И Изабелла принялась страстно и с охотой ублажать своего красивого супруга.
Королева Франции нервно расхаживала по покоям, отведенным хозяевами замка для ночлега ее с Людовиком.
– Я не доверяю этой шлюхе! И Хьюго де Лузиньяну, хоть он и присягнул тебе, как сюзерену. Раз он обвенчался с ней, то уже отравился ее гадючьим ядом.
– Ты сама себя настраиваешь против нее. В чем дело?
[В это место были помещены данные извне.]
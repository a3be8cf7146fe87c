use thiserror::Error;

use crate::storage::StoreError;

#[derive(Error, Debug)]
pub enum ApiError {
    #[error("Network error: {0}")]
    Network(#[from] reqwest::Error),

    #[error("Unauthorized - token may be expired")]
    Unauthorized(String),

    /// The refresh endpoint rejected the stored refresh token (or failed).
    /// The session has been cleared.
    #[error("Session expired - token refresh failed: {0}")]
    RefreshFailed(#[source] Box<ApiError>),

    #[error("Access denied: {0}")]
    AccessDenied(String),

    #[error("Resource not found: {0}")]
    NotFound(String),

    #[error("Request rejected ({status}): {message}")]
    Validation { status: u16, message: String },

    #[error("Server error ({status}): {message}")]
    Server { status: u16, message: String },

    #[error("Invalid response: {0}")]
    InvalidResponse(String),

    #[error("Failed to encode request body: {0}")]
    Encode(#[from] serde_json::Error),

    #[error(transparent)]
    Storage(#[from] StoreError),
}

/// Coarse error classes callers branch on for user-facing messages
#[derive(Debug, Clone, Copy, PartialEq, Eq)]
pub enum ErrorKind {
    /// No response or timeout
    Network,
    /// 401, or refresh rejected
    Auth,
    /// 4xx business-rule failures
    Validation,
    /// 5xx, malformed responses, local storage failures
    Server,
}

/// Maximum length for error response bodies in error messages
const MAX_ERROR_BODY_LENGTH: usize = 500;

impl ApiError {
    /// Truncate a response body to avoid logging excessive data
    fn truncate_body(body: &str) -> String {
        if body.len() <= MAX_ERROR_BODY_LENGTH {
            body.to_string()
        } else {
            let mut end = MAX_ERROR_BODY_LENGTH;
            while !body.is_char_boundary(end) {
                end -= 1;
            }
            format!("{}... (truncated, {} total bytes)", &body[..end], body.len())
        }
    }

    pub fn from_status(status: reqwest::StatusCode, body: &str) -> Self {
        let truncated = Self::truncate_body(body);
        match status.as_u16() {
            401 => ApiError::Unauthorized(truncated),
            403 => ApiError::AccessDenied(truncated),
            404 => ApiError::NotFound(truncated),
            code @ 400..=499 => ApiError::Validation {
                status: code,
                message: truncated,
            },
            code @ 500..=599 => ApiError::Server {
                status: code,
                message: truncated,
            },
            _ => ApiError::InvalidResponse(format!("Status {}: {}", status, truncated)),
        }
    }

    pub fn kind(&self) -> ErrorKind {
        match self {
            ApiError::Network(_) => ErrorKind::Network,
            ApiError::Unauthorized(_) | ApiError::RefreshFailed(_) => ErrorKind::Auth,
            ApiError::AccessDenied(_)
            | ApiError::NotFound(_)
            | ApiError::Validation { .. }
            | ApiError::Encode(_) => ErrorKind::Validation,
            ApiError::Server { .. } | ApiError::InvalidResponse(_) | ApiError::Storage(_) => {
                ErrorKind::Server
            }
        }
    }

    /// HTTP status carried by the error, if the backend answered
    pub fn status(&self) -> Option<u16> {
        match self {
            ApiError::Network(e) => e.status().map(|s| s.as_u16()),
            ApiError::Unauthorized(_) => Some(401),
            ApiError::AccessDenied(_) => Some(403),
            ApiError::NotFound(_) => Some(404),
            ApiError::Validation { status, .. } | ApiError::Server { status, .. } => Some(*status),
            ApiError::RefreshFailed(inner) => inner.status(),
            ApiError::InvalidResponse(_) | ApiError::Encode(_) | ApiError::Storage(_) => None,
        }
    }
}
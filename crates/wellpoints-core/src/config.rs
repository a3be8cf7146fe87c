//! Application configuration management.
//!
//! This module handles loading and saving the application configuration,
//! which includes the backend URL, request timeout and last used
//! registration number.
//!
//! Configuration is stored at `~/.config/wellpoints/config.json`.
//! `WELLPOINTS_API_URL` and `WELLPOINTS_TIMEOUT_SECS` override the file.

use std::path::{Path, PathBuf};
use std::time::Duration;

use anyhow::{Context, Result};
use serde::{Deserialize, Serialize};
use tracing::warn;

use crate::api::{DEFAULT_BASE_URL, REQUEST_TIMEOUT_SECS};

/// Application name used for config/log directory paths
pub const APP_NAME: &str = "wellpoints";

/// Config file name
const CONFIG_FILE: &str = "config.json";

pub const ENV_API_URL: &str = "WELLPOINTS_API_URL";
pub const ENV_TIMEOUT_SECS: &str = "WELLPOINTS_TIMEOUT_SECS";

#[derive(Debug, Clone, Serialize, Deserialize, Default, PartialEq, Eq)]
pub struct Config {
    pub api_base_url: Option<String>,
    pub request_timeout_secs: Option<u64>,
    pub last_registration: Option<String>,
}

impl Config {
    /// Load the config file and apply environment overrides
    pub fn load() -> Result<Self> {
        let config = Self::load_from(&Self::config_path()?)?;
        Ok(config.with_overrides(|key| std::env::var(key).ok()))
    }

    pub fn load_from(path: &Path) -> Result<Self> {
        if path.exists() {
            let contents = std::fs::read_to_string(path)
                .with_context(|| format!("Failed to read config file {}", path.display()))?;
            serde_json::from_str(&contents).context("Failed to parse config file")
        } else {
            Ok(Self::default())
        }
    }

    pub fn save(&self) -> Result<()> {
        self.save_to(&Self::config_path()?)
    }

    pub fn save_to(&self, path: &Path) -> Result<()> {
        if let Some(parent) = path.parent() {
            std::fs::create_dir_all(parent)?;
        }
        let contents = serde_json::to_string_pretty(self)?;
        std::fs::write(path, contents)?;
        Ok(())
    }

    /// Apply overrides from a variable lookup (the process environment in `load`)
    pub fn with_overrides(mut self, lookup: impl Fn(&str) -> Option<String>) -> Self {
        if let Some(url) = lookup(ENV_API_URL).filter(|u| !u.trim().is_empty()) {
            self.api_base_url = Some(url.trim().to_string());
        }
        if let Some(raw) = lookup(ENV_TIMEOUT_SECS) {
            match raw.trim().parse::<u64>() {
                Ok(secs) if secs > 0 => self.request_timeout_secs = Some(secs),
                _ => warn!(value = %raw, "Ignoring invalid {}", ENV_TIMEOUT_SECS),
            }
        }
        self
    }

    pub fn base_url(&self) -> &str {
        self.api_base_url.as_deref().unwrap_or(DEFAULT_BASE_URL)
    }

    pub fn request_timeout(&self) -> Duration {
        Duration::from_secs(self.request_timeout_secs.unwrap_or(REQUEST_TIMEOUT_SECS))
    }

    fn config_path() -> Result<PathBuf> {
        let config_dir = dirs::config_dir()
            .ok_or_else(|| anyhow::anyhow!("Could not find config directory"))?;
        Ok(config_dir.join(APP_NAME).join(CONFIG_FILE))
    }
}
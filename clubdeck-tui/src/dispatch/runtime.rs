//! The event/action/render loop
//!
//! One tokio select loop drives the app: terminal events are mapped to
//! actions by the UI, actions are dispatched to the store, effects from the
//! reducer are executed, and the frame is redrawn whenever the state
//! changed. Interval subscriptions (the studio clock) and keyed tasks (the
//! partner sync) feed the same action queue.

use std::collections::HashMap;
use std::io;
use std::time::Duration;

use ratatui::backend::Backend;
use ratatui::layout::Rect;
use ratatui::{Frame, Terminal};
use tokio::sync::mpsc;
use tokio::task::JoinHandle;
use tokio_util::sync::CancellationToken;

use crate::dispatch::action::Action;
use crate::dispatch::event::{process_raw_event, spawn_event_poller, EventKind, RawEvent};
use crate::dispatch::store::{EffectReducer, EffectStore};
use crate::dispatch::tasks::TaskManager;

const POLL_TIMEOUT: Duration = Duration::from_millis(10);
const LOOP_SLEEP: Duration = Duration::from_millis(16);

/// Actions produced by mapping one terminal event, plus a render hint for
/// events (resize) that need a redraw even without a state change.
#[derive(Debug, Clone, PartialEq, Eq)]
pub struct EventOutcome<A> {
    pub actions: Vec<A>,
    pub needs_render: bool,
}

impl<A> EventOutcome<A> {
    pub fn ignored() -> Self {
        Self {
            actions: Vec::new(),
            needs_render: false,
        }
    }

    pub fn action(action: A) -> Self {
        Self {
            actions: vec![action],
            needs_render: false,
        }
    }

    pub fn from_actions(iter: impl IntoIterator<Item = A>) -> Self {
        Self {
            actions: iter.into_iter().collect(),
            needs_render: false,
        }
    }

    pub fn with_render(mut self) -> Self {
        self.needs_render = true;
        self
    }
}

impl<A> Default for EventOutcome<A> {
    fn default() -> Self {
        Self::ignored()
    }
}

/// Handle effect handlers use to spawn tasks and emit follow-up actions.
pub struct EffectContext<'a, A: Action> {
    action_tx: &'a mpsc::UnboundedSender<A>,
    tasks: &'a mut TaskManager<A>,
}

impl<'a, A: Action> EffectContext<'a, A> {
    pub fn emit(&self, action: A) {
        let _ = self.action_tx.send(action);
    }

    pub fn tasks(&mut self) -> &mut TaskManager<A> {
        self.tasks
    }
}

/// Runtime owning the store, the action queue, tasks and subscriptions.
pub struct Runtime<S, A: Action, E> {
    store: EffectStore<S, A, E>,
    action_tx: mpsc::UnboundedSender<A>,
    action_rx: mpsc::UnboundedReceiver<A>,
    tasks: TaskManager<A>,
    intervals: HashMap<&'static str, JoinHandle<()>>,
    should_render: bool,
}

impl<S: 'static, A: Action, E> Runtime<S, A, E> {
    pub fn new(state: S, reducer: EffectReducer<S, A, E>) -> Self {
        let (action_tx, action_rx) = mpsc::unbounded_channel();
        let tasks = TaskManager::new(action_tx.clone());
        Self {
            store: EffectStore::new(state, reducer),
            action_tx,
            action_rx,
            tasks,
            intervals: HashMap::new(),
            should_render: true,
        }
    }

    /// Queue an action for the next loop iteration.
    pub fn enqueue(&self, action: A) {
        let _ = self.action_tx.send(action);
    }

    pub fn state(&self) -> &S {
        self.store.state()
    }

    /// Emit `action_fn()` every `period`, starting one period from now.
    /// Re-registering a name replaces the old interval.
    pub fn interval(&mut self, name: &'static str, period: Duration, action_fn: fn() -> A) {
        if let Some(handle) = self.intervals.remove(name) {
            handle.abort();
        }
        let tx = self.action_tx.clone();
        let handle = tokio::spawn(async move {
            let mut ticker = tokio::time::interval(period);
            ticker.tick().await; // skip the immediate tick
            loop {
                ticker.tick().await;
                if tx.send(action_fn()).is_err() {
                    break;
                }
            }
        });
        self.intervals.insert(name, handle);
    }

    /// Run until `should_quit` matches a dispatched action.
    pub async fn run<B, FRender, FEvent, FQuit, FEffect>(
        &mut self,
        terminal: &mut Terminal<B>,
        mut render: FRender,
        mut map_event: FEvent,
        mut should_quit: FQuit,
        mut handle_effect: FEffect,
    ) -> io::Result<()>
    where
        B: Backend,
        FRender: FnMut(&mut Frame, Rect, &S),
        FEvent: FnMut(&EventKind, &S) -> EventOutcome<A>,
        FQuit: FnMut(&A) -> bool,
        FEffect: FnMut(E, &mut EffectContext<A>),
    {
        let (event_tx, mut event_rx) = mpsc::unbounded_channel::<RawEvent>();
        let cancel_token = CancellationToken::new();
        let _poller = spawn_event_poller(event_tx, POLL_TIMEOUT, LOOP_SLEEP, cancel_token.clone());

        loop {
            if self.should_render {
                let state = self.store.state();
                terminal.draw(|frame| render(frame, frame.area(), state))?;
                self.should_render = false;
            }

            tokio::select! {
                Some(raw_event) = event_rx.recv() => {
                    let Some(event) = process_raw_event(raw_event) else {
                        continue;
                    };
                    let outcome = map_event(&event, self.store.state());
                    if outcome.needs_render {
                        self.should_render = true;
                    }
                    for action in outcome.actions {
                        let _ = self.action_tx.send(action);
                    }
                }

                Some(action) = self.action_rx.recv() => {
                    if should_quit(&action) {
                        break;
                    }

                    let result = self.store.dispatch(action);
                    if result.has_effects() {
                        let mut ctx = EffectContext {
                            action_tx: &self.action_tx,
                            tasks: &mut self.tasks,
                        };
                        for effect in result.effects {
                            handle_effect(effect, &mut ctx);
                        }
                    }
                    if result.changed {
                        self.should_render = true;
                    }
                }

                else => break,
            }
        }

        cancel_token.cancel();
        for (_, handle) in self.intervals.drain() {
            handle.abort();
        }
        self.tasks.cancel_all();
        Ok(())
    }
}

#[cfg(test)]
mod tests {
    use super::*;

    #[derive(Clone, Debug, PartialEq)]
    enum TestAction {
        Tick,
    }

    impl Action for TestAction {
        fn name(&self) -> &'static str {
            "Tick"
        }
    }

    fn reducer(
        state: &mut u32,
        _action: TestAction,
    ) -> crate::dispatch::store::DispatchResult<()> {
        *state += 1;
        crate::dispatch::store::DispatchResult::changed()
    }

    #[tokio::test]
    async fn interval_feeds_the_action_queue() {
        let mut runtime: Runtime<u32, TestAction, ()> = Runtime::new(0, reducer);
        runtime.interval("tick", Duration::from_millis(10), || TestAction::Tick);

        let action = tokio::time::timeout(Duration::from_millis(200), runtime.action_rx.recv())
            .await
            .expect("timeout")
            .expect("channel closed");
        assert_eq!(action, TestAction::Tick);
    }

    #[tokio::test]
    async fn enqueue_is_fifo() {
        let mut runtime: Runtime<u32, TestAction, ()> = Runtime::new(0, reducer);
        runtime.enqueue(TestAction::Tick);
        runtime.enqueue(TestAction::Tick);

        assert!(runtime.action_rx.recv().await.is_some());
        assert!(runtime.action_rx.recv().await.is_some());
    }
}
Откуда такая неприязнь? – миролюбиво спрашивал Людовик.
– Оттого, что она вышвырнула свою дочку вон! – грубо ответила Бланш. – И шлепнулась в постель с женихом дочери.
Людовик удивился, что его королева говорит словно торговка на Парижском рынке.
Он не догадывался, что Бланш благодаря своему свекру смогла изучить, чем живет и дышит громадная Франция.
– Ты что, совсем невинный барашек? – вдруг устремила на супруга свои огненные очи Бланш.
Людовик с трудом выдержал этот взгляд.
– Разумеется, мы должны быть бдительны.
– Я изучила их родословную и все документы на право их владений. Они богаче, чем мы с тобой, Людовик. Они нависли над нами как грозовая туча.
– Но Хьюго – человек чести…
– А его жена – выродок! Она сплавила дочь к шотландским людоедам, чтобы завалиться в постель с ее женихом!
Людовик вздрогнул, когда из уст возлюбленной его королевы опять вырвалось грубое выражение, неизвестно где и от кого услышанное. Неужели от покойного Филиппа Августа?
– Как же нам поступить? – спросил он у жены, притворившись, что не расслышал грубости.
– Никак! – решительно ответила Бланш. – Не Лузиньяны, а лишь время – наш союзник. Подождем немного, а потом посмотрим, как встретит сыночек Генрих Третий свою матушку. С распростертыми ли объятиями или стрелами и кипящей смолой.
– А пока что нам делать?
– А ты не знаешь?
Он неуверенно пожал плечами.
Бланш подставила ему полураскрытый рот.
– Поцелуй меня!
Людовик впился губами в ее губы.
О Боже! Какой это было раз и всегда все внове! Наваждение? Доброе или злое волшебство?
– Погладь меня!
Он погладил чудесную, нежную кожу, прохладную снаружи, но изнутри пылающую жаром.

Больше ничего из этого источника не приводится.